What is Pilates?

Is Pilates the latest fad? Like the ball shaped like a bean? Like the electrical belt to give you 6-pack abs? How about the weight that shakes?  Actually, Pilates has been around for over half a century. The New York Times reported that in 2005, 11 million people in the across the nation practice Pilates regularly.¹

Pilates is a form of exercise developed by Joseph Pilates to strengthen muscles, increase flexibility, and improve overall general health.

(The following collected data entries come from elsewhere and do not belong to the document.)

use std::path::PathBuf;

use anyhow::{bail, Context, Result};

use crate::stress::ScenarioKind;

pub const USAGE: &str = "usage:
  regime-allocator backtest <data.json>
  regime-allocator stress <data.json> [shock|vol|corr] [days] [start|end]
  regime-allocator walk-forward <data.json>
  regime-allocator replay <data.json> [max_ticks]";

#[derive(Debug, Clone, PartialEq, Eq)]
pub enum CliCommand {
    Backtest {
        data: PathBuf,
    },
    Stress {
        data: PathBuf,
        kind: ScenarioKind,
        days: Option<usize>,
        at_end: bool,
    },
    WalkForward {
        data: PathBuf,
    },
    Replay {
        data: PathBuf,
        max_ticks: Option<usize>,
    },
    Help,
}

/// Parse arguments after the program name.
pub fn parse_command(args: &[String]) -> Result<CliCommand> {
    let Some(name) = args.first() else {
        return Ok(CliCommand::Help);
    };
    let rest = &args[1..];
    match name.trim().to_ascii_lowercase().as_str() {
        "help" | "-h" | "--help" => Ok(CliCommand::Help),
        "backtest" => {
            expect_at_most(name, rest, 1)?;
            Ok(CliCommand::Backtest {
                data: data_path(name, rest)?,
            })
        }
        "walk-forward" | "walkforward" => {
            expect_at_most(name, rest, 1)?;
            Ok(CliCommand::WalkForward {
                data: data_path(name, rest)?,
            })
        }
        "stress" => {
            expect_at_most(name, rest, 4)?;
            let data = data_path(name, rest)?;
            let kind = match rest.get(1) {
                Some(s) => s.parse::<ScenarioKind>()?,
                None => ScenarioKind::Shock,
            };
            let days = rest.get(2).map(|s| parse_count("days", s)).transpose()?;
            let at_end = match rest.get(3).map(|s| s.trim().to_ascii_lowercase()) {
                None => false,
                Some(side) if side == "start" => false,
                Some(side) if side == "end" => true,
                Some(side) => bail!("invalid window side '{}': expected start or end", side),
            };
            Ok(CliCommand::Stress {
                data,
                kind,
                days,
                at_end,
            })
        }
        "replay" => {
            expect_at_most(name, rest, 2)?;
            let data = data_path(name, rest)?;
            let max_ticks = rest
                .get(1)
                .map(|s| parse_count("max_ticks", s))
                .transpose()?;
            Ok(CliCommand::Replay { data, max_ticks })
        }
        other => bail!("unknown command '{}'\n{}", other, USAGE),
    }
}

fn data_path(command: &str, rest: &[String]) -> Result<PathBuf> {
    match rest.first() {
        Some(p) if !p.trim().is_empty() => Ok(PathBuf::from(p)),
        _ => bail!("'{}' requires a data file\n{}", command, USAGE),
    }
}

fn expect_at_most(command: &str, rest: &[String], n: usize) -> Result<()> {
    if rest.len() > n {
        bail!("too many arguments for '{}'\n{}", command, USAGE);
    }
    Ok(())
}

fn parse_count(name: &str, s: &str) -> Result<usize> {
    s.trim()
        .parse::<usize>()
        .with_context(|| format!("invalid {} '{}': expected a non-negative integer", name, s))
}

Joseph Pilates was born in Germany 1883.  In his youth, he was often sick which made him weak.  So in the first half 1900’s, he explored different ways to improve his own health.  He understood that exercises can help cure illnesses, and that there was a connection between the mental and the physical health.  Improving flexibility and strength by controlling movements efficiently seems to relax the mind.  Joseph Pilates first developed 34 mat exercises in his first book “Return to Life” in 1945.  Then he invented several apparatuses, such as the Reformer, the Cadillac, and the Chair to provide progressive resistance using springs.

Benefits of Pilates:

There are reasons why this is the exercise of choice for dancers and gymnasts.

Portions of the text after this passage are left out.